* Prompt: Tell how many lines in the records contain the word "task"; the number alone is the answer.

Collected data
----

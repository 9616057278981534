//! Error types for sendwire.
//!
//! [`PipelineError`] is the single error type flowing through handlers,
//! adapters and the sender. [`Failure`] is what reaches the error path:
//! a primary error plus any secondary errors (for example an after-filter
//! that failed while reacting to the primary one).

use std::any::Any;
use std::fmt;
use std::path::PathBuf;

use thiserror::Error;

/// Main error type for all pipeline operations.
#[derive(Debug, Error)]
pub enum PipelineError {
    /// I/O error while reading a source or writing the response body.
    #[error("I/O error: {0}")]
    Io(#[from] std::io::Error),

    /// JSON serialization error.
    #[error("JSON error: {0}")]
    Json(#[from] serde_json::Error),

    /// MsgPack serialization error.
    #[error("MsgPack encode error: {0}")]
    MsgPackEncode(#[from] rmp_serde::encode::Error),

    /// Failure raised by route logic.
    #[error("handler error: {0}")]
    Handler(String),

    /// Failure that maps to a specific HTTP status.
    #[error("{code}: {message}")]
    Status { code: u16, message: String },

    /// Wrapper produced by asynchronous composition. The cause, when
    /// present, is the failure that should be reported.
    #[error("completion failed: {message}")]
    Completion {
        message: String,
        cause: Option<Box<PipelineError>>,
    },

    /// A file-backed result points at a path that does not exist.
    #[error("not found: {}", .0.display())]
    NotFound(PathBuf),

    /// The peer went away.
    #[error("connection closed")]
    ConnectionClosed,

    /// A second response was attempted on the same exchange.
    #[error("response already started")]
    ResponseStarted,

    /// A write was attempted after the sender was closed.
    #[error("response already closed")]
    ResponseClosed,

    /// A write was attempted while another one was still in flight.
    #[error("write already in progress")]
    WriteInProgress,

    /// The handler produced a result of a different shape than the one
    /// its route was registered with.
    #[error("unexpected reply: expected {expected}, found {found}")]
    UnexpectedReply {
        expected: &'static str,
        found: &'static str,
    },

    /// No route registered under the given name.
    #[error("route not found: {0}")]
    RouteNotFound(String),

    /// Work was cancelled before it produced a result.
    #[error("cancelled")]
    Cancelled,

    /// Route logic panicked.
    #[error("panic: {0}")]
    Panic(String),
}

impl PipelineError {
    /// Create a handler failure from any displayable error.
    pub fn handler(message: impl fmt::Display) -> Self {
        PipelineError::Handler(message.to_string())
    }

    /// Create a failure carrying an explicit HTTP status.
    pub fn status(code: u16, message: impl Into<String>) -> Self {
        PipelineError::Status {
            code,
            message: message.into(),
        }
    }

    /// Wrap a failure the way asynchronous composition does.
    pub fn completion(cause: PipelineError) -> Self {
        PipelineError::Completion {
            message: cause.to_string(),
            cause: Some(Box::new(cause)),
        }
    }

    /// Strip completion wrappers, preferring the underlying cause.
    ///
    /// A wrapper without a cause is returned unchanged.
    pub fn unwrap_completion(self) -> Self {
        match self {
            PipelineError::Completion {
                cause: Some(cause), ..
            } => cause.unwrap_completion(),
            other => other,
        }
    }

    /// Convert a caught panic payload into an error.
    pub fn from_panic(payload: Box<dyn Any + Send>) -> Self {
        let message = if let Some(s) = payload.downcast_ref::<&str>() {
            (*s).to_string()
        } else if let Some(s) = payload.downcast_ref::<String>() {
            s.clone()
        } else {
            "unknown panic".to_string()
        };
        PipelineError::Panic(message)
    }

    /// HTTP status used when this error becomes an error response.
    pub fn status_code(&self) -> u16 {
        match self {
            PipelineError::Status { code, .. } => *code,
            PipelineError::NotFound(_) | PipelineError::RouteNotFound(_) => 404,
            PipelineError::Completion {
                cause: Some(cause), ..
            } => cause.status_code(),
            PipelineError::ConnectionClosed => 499,
            _ => 500,
        }
    }

    /// Short machine-readable name of the variant.
    pub fn kind(&self) -> &'static str {
        match self {
            PipelineError::Io(_) => "io",
            PipelineError::Json(_) => "json",
            PipelineError::MsgPackEncode(_) => "msgpack",
            PipelineError::Handler(_) => "handler",
            PipelineError::Status { .. } => "status",
            PipelineError::Completion { .. } => "completion",
            PipelineError::NotFound(_) => "not_found",
            PipelineError::ConnectionClosed => "connection_closed",
            PipelineError::ResponseStarted => "response_started",
            PipelineError::ResponseClosed => "response_closed",
            PipelineError::WriteInProgress => "write_in_progress",
            PipelineError::UnexpectedReply { .. } => "unexpected_reply",
            PipelineError::RouteNotFound(_) => "route_not_found",
            PipelineError::Cancelled => "cancelled",
            PipelineError::Panic(_) => "panic",
        }
    }
}

impl From<tokio::task::JoinError> for PipelineError {
    fn from(err: tokio::task::JoinError) -> Self {
        if err.is_panic() {
            PipelineError::from_panic(err.into_panic())
        } else {
            PipelineError::Cancelled
        }
    }
}

/// Result type alias using PipelineError.
pub type Result<T> = std::result::Result<T, PipelineError>;

/// A primary error together with secondary errors raised while handling it.
///
/// Secondary errors never replace the primary one.
#[derive(Debug)]
pub struct Failure {
    error: PipelineError,
    suppressed: Vec<PipelineError>,
}

impl Failure {
    pub fn new(error: PipelineError) -> Self {
        Self {
            error,
            suppressed: Vec::new(),
        }
    }

    /// The primary error.
    pub fn error(&self) -> &PipelineError {
        &self.error
    }

    /// Secondary errors, in the order they were attached.
    pub fn suppressed(&self) -> &[PipelineError] {
        &self.suppressed
    }

    /// Attach a secondary error.
    pub fn add_suppressed(&mut self, error: PipelineError) {
        self.suppressed.push(error);
    }

    pub fn with_suppressed(mut self, error: PipelineError) -> Self {
        self.add_suppressed(error);
        self
    }

    pub fn status_code(&self) -> u16 {
        self.error.status_code()
    }

    pub fn into_error(self) -> PipelineError {
        self.error
    }
}

impl fmt::Display for Failure {
    fn fmt(&self, f: &mut fmt::Formatter<'_>) -> fmt::Result {
        write!(f, "{}", self.error)?;
        if !self.suppressed.is_empty() {
            write!(f, " (+{} suppressed)", self.suppressed.len())?;
        }
        Ok(())
    }
}

impl std::error::Error for Failure {
    fn source(&self) -> Option<&(dyn std::error::Error + 'static)> {
        Some(&self.error)
    }
}

impl From<PipelineError> for Failure {
    fn from(error: PipelineError) -> Self {
        Failure::new(error)
    }
}

impl From<std::io::Error> for Failure {
    fn from(error: std::io::Error) -> Self {
        Failure::new(error.into())
    }
}

#[cfg(test)]
mod tests {
    use super::*;

    #[test]
    fn test_unwrap_completion_prefers_cause() {
        let err = PipelineError::completion(PipelineError::handler("boom"));
        match err.unwrap_completion() {
            PipelineError::Handler(msg) => assert_eq!(msg, "boom"),
            other => panic!("unexpected {other:?}"),
        }
    }

    #[test]
    fn test_unwrap_completion_nested() {
        let err = PipelineError::completion(PipelineError::completion(
            PipelineError::status(409, "conflict"),
        ));
        assert_eq!(err.unwrap_completion().status_code(), 409);
    }

    #[test]
    fn test_unwrap_completion_without_cause() {
        let err = PipelineError::Completion {
            message: "lost".into(),
            cause: None,
        };
        assert!(matches!(
            err.unwrap_completion(),
            PipelineError::Completion { cause: None, .. }
        ));
    }

    #[test]
    fn test_status_codes() {
        assert_eq!(PipelineError::NotFound("/x".into()).status_code(), 404);
        assert_eq!(PipelineError::handler("x").status_code(), 500);
        assert_eq!(PipelineError::status(418, "teapot").status_code(), 418);
        assert_eq!(
            PipelineError::completion(PipelineError::status(400, "bad")).status_code(),
            400
        );
    }

    #[test]
    fn test_failure_keeps_primary() {
        let failure = Failure::new(PipelineError::handler("primary"))
            .with_suppressed(PipelineError::handler("secondary"));

        assert!(matches!(failure.error(), PipelineError::Handler(m) if m == "primary"));
        assert_eq!(failure.suppressed().len(), 1);
        assert_eq!(
            failure.to_string(),
            "handler error: primary (+1 suppressed)"
        );
    }

    #[test]
    fn test_from_panic_payload() {
        let payload: Box<dyn Any + Send> = Box::new("kaboom");
        assert!(matches!(
            PipelineError::from_panic(payload),
            PipelineError::Panic(m) if m == "kaboom"
        ));

        let payload: Box<dyn Any + Send> = Box::new(String::from("owned"));
        assert!(matches!(
            PipelineError::from_panic(payload),
            PipelineError::Panic(m) if m == "owned"
        ));
    }

    #[tokio::test]
    async fn test_join_error_mapping() {
        let pending = tokio::spawn(std::future::pending::<()>());
        pending.abort();
        let err = PipelineError::from(pending.await.unwrap_err());
        assert!(matches!(err, PipelineError::Cancelled));
        assert_eq!(err.kind(), "cancelled");

        let panicked = tokio::spawn(async { panic!("joined") });
        let err = PipelineError::from(panicked.await.unwrap_err());
        assert!(matches!(err, PipelineError::Panic(m) if m == "joined"));
    }
}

----

* Solution: 2